• WORK REQUEST: Please return the lines of the data below, word for word, from the first line through the line containing "let eol = file.eol();".

• MATERIAL SUPPLIED:

........

//! Text-changing commands.
//!
//! Each command wraps its logged edits in one undo group. Commands that can
//! start with the cursor in virtual space (past the end of its line) first
//! pad the line with blanks up to the cursor column, as its own logged step
//! inside the same group.

use core_state::{self as state, ColumnRegion, EditError, File, Position};
use core_text::{Block, BlockWriter, LineAttr, make_block, tabs};
use tracing::trace;

use crate::error::ActionResult;

/// Run `f` inside one undo group.
pub(crate) fn grouped<T>(
    file: &mut File,
    f: impl FnOnce(&mut File) -> ActionResult<T>,
) -> ActionResult<T> {
    file.undo_log_mut().begin_group();
    let result = f(file);
    file.undo_log_mut().end_group();
    result
}

/// The current selection, with a column rectangle clipped to the lines the
/// file has.
#[derive(Debug, Clone, Copy, PartialEq, Eq)]
pub(crate) enum Selected {
    Chars(Position, Position),
    Columns(ColumnRegion),
}

pub(crate) fn selected(file: &File) -> ActionResult<Selected> {
    let sel = file.selection();
    if !sel.is_column {
        let (start, end) = sel.char_range().ok_or(EditError::NoSelection)?;
        return Ok(Selected::Chars(start, end));
    }
    let mut region = sel.column_region().ok_or(EditError::NoSelection)?;
    let n = file.line_count();
    if n == 0 || region.first_line >= n {
        return Err(EditError::NoSelection.into());
    }
    region.last_line = region.last_line.min(n - 1);
    Ok(Selected::Columns(region))
}

fn pad_virtual_space(file: &mut File) -> ActionResult<()> {
    let cursor = file.cursor();
    if file.is_eof_line(cursor.line) {
        return Ok(());
    }
    let width = file.line_width(cursor.line);
    if cursor.col <= width {
        return Ok(());
    }
    debug_assert_eq!(cursor.pos, file.line_len(cursor.line));
    let blanks = tabs::calc_blanks(width, cursor.col, file.policy());
    let eol = file.eol();
    let (bytes, count) = BlockWriter::measure([blanks.len()], eol);
    let mut w = BlockWriter::new(file.arena(), eol, bytes, count)?;
    w.push_blanks(blanks);
    w.end_line();
    let pad = w.finish(false)?;
    state::insert_character_block(file, &pad)?;
    trace!(
        target: "actions.dispatch",
        op = "pad",
        line = cursor.line,
        from = width,
        to = cursor.col,
        "edit"
    );
    Ok(())
}

/// Insert raw text at the cursor. Line breaks in `text` split lines.
pub fn insert_text(file: &mut File, text: &[u8]) -> ActionResult<()> {
    if text.is_empty() {
        return Ok(());
    }
    let block = make_block(file.arena(), text, LineAttr::empty())?;
    insert_block(file, &block)
}

/// Insert a character block at the cursor, leaving the cursor after it.
pub fn insert_block(file: &mut File, block: &Block) -> ActionResult<()> {
    let before = file.cursor();
    grouped(file, |file| {
        pad_virtual_space(file)?;
        state::insert_character_block(file, block)?;
        Ok(())
    })?;
    let after = file.cursor();
    trace!(
        target: "actions.dispatch",
        op = "insert_block",
        lines = block.line_count(),
        line = before.line,
        pos = before.pos,
        to_line = after.line,
        to_pos = after.pos,
        "edit"
    );
    Ok(())
}

/// Delete the character range `[start, end)`.
pub fn delete_char_block(file: &mut File, start: Position, end: Position) -> ActionResult<()> {
    grouped(file, |file| Ok(state::delete_character_block(file, start, end)?))?;
    trace!(
        target: "actions.dispatch",
        op = "delete_char_block",
        line = start.line,
        pos = start.pos,
        to_line = end.line,
        to_pos = end.pos,
        "edit"
    );
    Ok(())
}

/// Delete the character under the cursor. At (or past) the end of a line
/// the next line is joined on, after padding the line out to the cursor
/// when it sits in virtual space. Returns whether anything changed.
pub fn delete_a_character(file: &mut File) -> ActionResult<bool> {
    let cursor = file.cursor();
    let n = file.line_count();
    if cursor.line >= n {
        return Ok(false);
    }
    let row = cursor.line;
    if cursor.pos < file.line_len(row) {
        delete_char_block(file, cursor.position(), Position::new(row, cursor.pos + 1))?;
        return Ok(true);
    }
    if row + 1 >= n {
        return Ok(false);
    }
    grouped(file, |file| {
        pad_virtual_space(file)?;
        let len = file.line_len(row);
        state::delete_character_block(file, Position::new(row, len), Position::new(row + 1, 0))?;
        Ok(())
    })?;
    trace!(target: "actions.dispatch", op = "join_lines", line = row, col = cursor.col, "edit");
    Ok(true)
}

/// Overwrite the byte under the cursor and step past it. On the end-of-file
/// line, in virtual space, or for a line break this inserts instead.
pub fn overwrite_char(file: &mut File, byte: u8) -> ActionResult<()> {
    let cursor = file.cursor();
    if matches!(byte, b'\n' | b'\r')
        || file.is_eof_line(cursor.line)
        || cursor.col > file.line_width(cursor.line)
    {
        return insert_text(file, &[byte]);
    }
    grouped(file, |file| Ok(state::overwrite_char(file, byte)?))?;
    trace!(
        target: "actions.dispatch",
        op = "overwrite",
        line = cursor.line,
        pos = cursor.pos,
        "edit"
    );
    Ok(())
}

/// Delete the current selection, character or column.
pub fn delete_block(file: &mut File) -> ActionResult<()> {
    match selected(file)? {
        Selected::Chars(start, end) => delete_char_block(file, start, end),
        Selected::Columns(region) => delete_column_block(file, region).map(|_| ()),
    }
}

/// Insert a column block at the cursor: detab where the cursor column cuts
/// a tab, fit the block to the target lines, then merge it in.
pub fn insert_column_block(file: &mut File, block: &Block) -> ActionResult<()> {
    if block.width() == 0 {
        return Ok(());
    }
    let cursor = file.cursor();
    grouped(file, |file| {
        let target = ColumnRegion::new(
            cursor.line,
            cursor.line + block.line_count() - 1,
            cursor.col,
            cursor.col + 1,
        );
        state::detab_column_region(file, target)?;
        let (pattern, width) = state::fit_column_block(file, block)?;
        state::insert_column_block(file, &pattern, width)?;
        Ok(())
    })?;
    trace!(
        target: "actions.dispatch",
        op = "insert_column_block",
        line = cursor.line,
        col = cursor.col,
        lines = block.line_count(),
        "edit"
    );
    Ok(())
}

/// Detab the rectangle's edges and delete it. Returns what was removed,
/// per line the trimmed blanks followed by the removed bytes.
pub fn delete_column_block(file: &mut File, region: ColumnRegion) -> ActionResult<Block> {
    let removed = grouped(file, |file| {
        state::detab_column_region(file, region)?;
        Ok(state::delete_column_block(file, region)?)
    })?;
    trace!(
        target: "actions.dispatch",
        op = "delete_column_block",
        first = region.first_line,
        last = region.last_line,
        start_col = region.start_col,
        end_col = region.end_col,
        "edit"
    );
    Ok(removed)
}

/// Put the block start marker on the cursor. The marker move is logged so
/// undo restores the previous selection. Returns whether the selection is
/// valid.
pub fn mark_block_begin(file: &mut File) -> ActionResult<bool> {
    let before = file.status();
    let valid = state::mark_block_begin(file);
    state::record_rearrange(file, before)?;
    Ok(valid)
}

/// Put the block end marker on the cursor; see [`mark_block_begin`].
pub fn mark_block_end(file: &mut File) -> ActionResult<bool> {
    let before = file.status();
    let valid = state::mark_block_end(file);
    state::record_rearrange(file, before)?;
    Ok(valid)
}

#[cfg(test)]
mod tests {
    use super::*;
    use crate::error::ActionError;
    use core_config::EditPolicy;
    use core_text::Arena;

    fn file(text: &str) -> File {
        File::from_bytes(Arena::new(), text.as_bytes(), EditPolicy::with_tab_size(4)).unwrap()
    }

    fn texts(f: &File) -> Vec<String> {
        f.line_texts()
            .into_iter()
            .map(|t| String::from_utf8_lossy(t).into_owned())
            .collect()
    }

    #[test]
    fn insert_in_virtual_space_pads_first() {
        let mut f = file("ab\ncd");
        f.set_cursor_col(0, 5).unwrap();
        insert_text(&mut f, b"X").unwrap();
        assert_eq!(texts(&f), vec!["ab   X", "cd"]);
        assert_eq!(f.cursor().col, 6);
        let groups: Vec<_> = f.undo_log().records().iter().map(|r| r.group).collect();
        assert_eq!(groups.len(), 2);
        assert_eq!(groups[0], groups[1]);
    }

    #[test]
    fn padding_follows_tab_policy() {
        let mut f = File::from_bytes(
            Arena::new(),
            b"a",
            EditPolicy {
                use_tabs: true,
                ..EditPolicy::with_tab_size(4)
            },
        )
        .unwrap();
        f.set_cursor_col(0, 9).unwrap();
        insert_text(&mut f, b"!").unwrap();
        assert_eq!(texts(&f), vec!["a\t\t !"]);
    }

    #[test]
    fn delete_a_character_joins_at_end_of_line() {
        let mut f = file("ab\ncd");
        f.set_cursor(Position::new(0, 1)).unwrap();
        assert!(delete_a_character(&mut f).unwrap());
        assert_eq!(texts(&f), vec!["a", "cd"]);
        assert!(delete_a_character(&mut f).unwrap());
        assert_eq!(texts(&f), vec!["acd"]);
        f.set_cursor(Position::new(0, 3)).unwrap();
        assert!(!delete_a_character(&mut f).unwrap(), "nothing after the last line");
    }

    #[test]
    fn delete_a_character_in_virtual_space_pads_then_joins() {
        let mut f = file("ab\ncd");
        f.set_cursor_col(0, 4).unwrap();
        assert!(delete_a_character(&mut f).unwrap());
        assert_eq!(texts(&f), vec!["ab  cd"]);
        assert_eq!(f.cursor().col, 4);
    }

    #[test]
    fn overwrite_falls_back_to_insert() {
        let mut f = file("ab");
        f.set_cursor(Position::new(0, 0)).unwrap();
        overwrite_char(&mut f, b'X').unwrap();
        assert_eq!(texts(&f), vec!["Xb"]);
        overwrite_char(&mut f, b'\n').unwrap();
        assert_eq!(texts(&f), vec!["X", "b"]);
        f.set_cursor(Position::new(2, 0)).unwrap();
        overwrite_char(&mut f, b'Z').unwrap();
        assert_eq!(texts(&f), vec!["X", "b", "Z"]);
    }

    #[test]
    fn delete_block_needs_a_selection() {
        let mut f = file("abc");
        let err = delete_block(&mut f).unwrap_err();
        assert_eq!(err, ActionError::Edit(EditError::NoSelection));
    }

    #[test]
    fn column_selection_is_clipped_to_the_file() {
        let mut f = file("abc\ndef");
        f.set_cursor_col(0, 1).unwrap();
        mark_block_begin(&mut f).unwrap();
        f.set_cursor_col(2, 2).unwrap();
        mark_block_end(&mut f).unwrap();
        state::set_column_mode(&mut f, true);
        assert_eq!(selected(&f).unwrap(), Selected::Columns(ColumnRegion::new(0, 1, 1, 2)));
    }
}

........

• RESPONSE FOR THIS EXERCISE:
//! Text-changing commands.
//!
//! Each command wraps its logged edits in one undo group. Commands that can
//! start with the cursor in virtual space (past the end of its line) first
//! pad the line with blanks up to the cursor column, as its own logged step
//! inside the same group.

use core_state::{self as state, ColumnRegion, EditError, File, Position};
use core_text::{Block, BlockWriter, LineAttr, make_block, tabs};
use tracing::trace;

use crate::error::ActionResult;

/// Run `f` inside one undo group.
pub(crate) fn grouped<T>(
    file: &mut File,
    f: impl FnOnce(&mut File) -> ActionResult<T>,
) -> ActionResult<T> {
    file.undo_log_mut().begin_group();
    let result = f(file);
    file.undo_log_mut().end_group();
    result
}

/// The current selection, with a column rectangle clipped to the lines the
/// file has.
#[derive(Debug, Clone, Copy, PartialEq, Eq)]
pub(crate) enum Selected {
    Chars(Position, Position),
    Columns(ColumnRegion),
}

pub(crate) fn selected(file: &File) -> ActionResult<Selected> {
    let sel = file.selection();
    if !sel.is_column {
        let (start, end) = sel.char_range().ok_or(EditError::NoSelection)?;
        return Ok(Selected::Chars(start, end));
    }
    let mut region = sel.column_region().ok_or(EditError::NoSelection)?;
    let n = file.line_count();
    if n == 0 || region.first_line >= n {
        return Err(EditError::NoSelection.into());
    }
    region.last_line = region.last_line.min(n - 1);
    Ok(Selected::Columns(region))
}

fn pad_virtual_space(file: &mut File) -> ActionResult<()> {
    let cursor = file.cursor();
    if file.is_eof_line(cursor.line) {
        return Ok(());
    }
    let width = file.line_width(cursor.line);
    if cursor.col <= width {
        return Ok(());
    }
    debug_assert_eq!(cursor.pos, file.line_len(cursor.line));
    let blanks = tabs::calc_blanks(width, cursor.col, file.policy());
    let eol = file.eol();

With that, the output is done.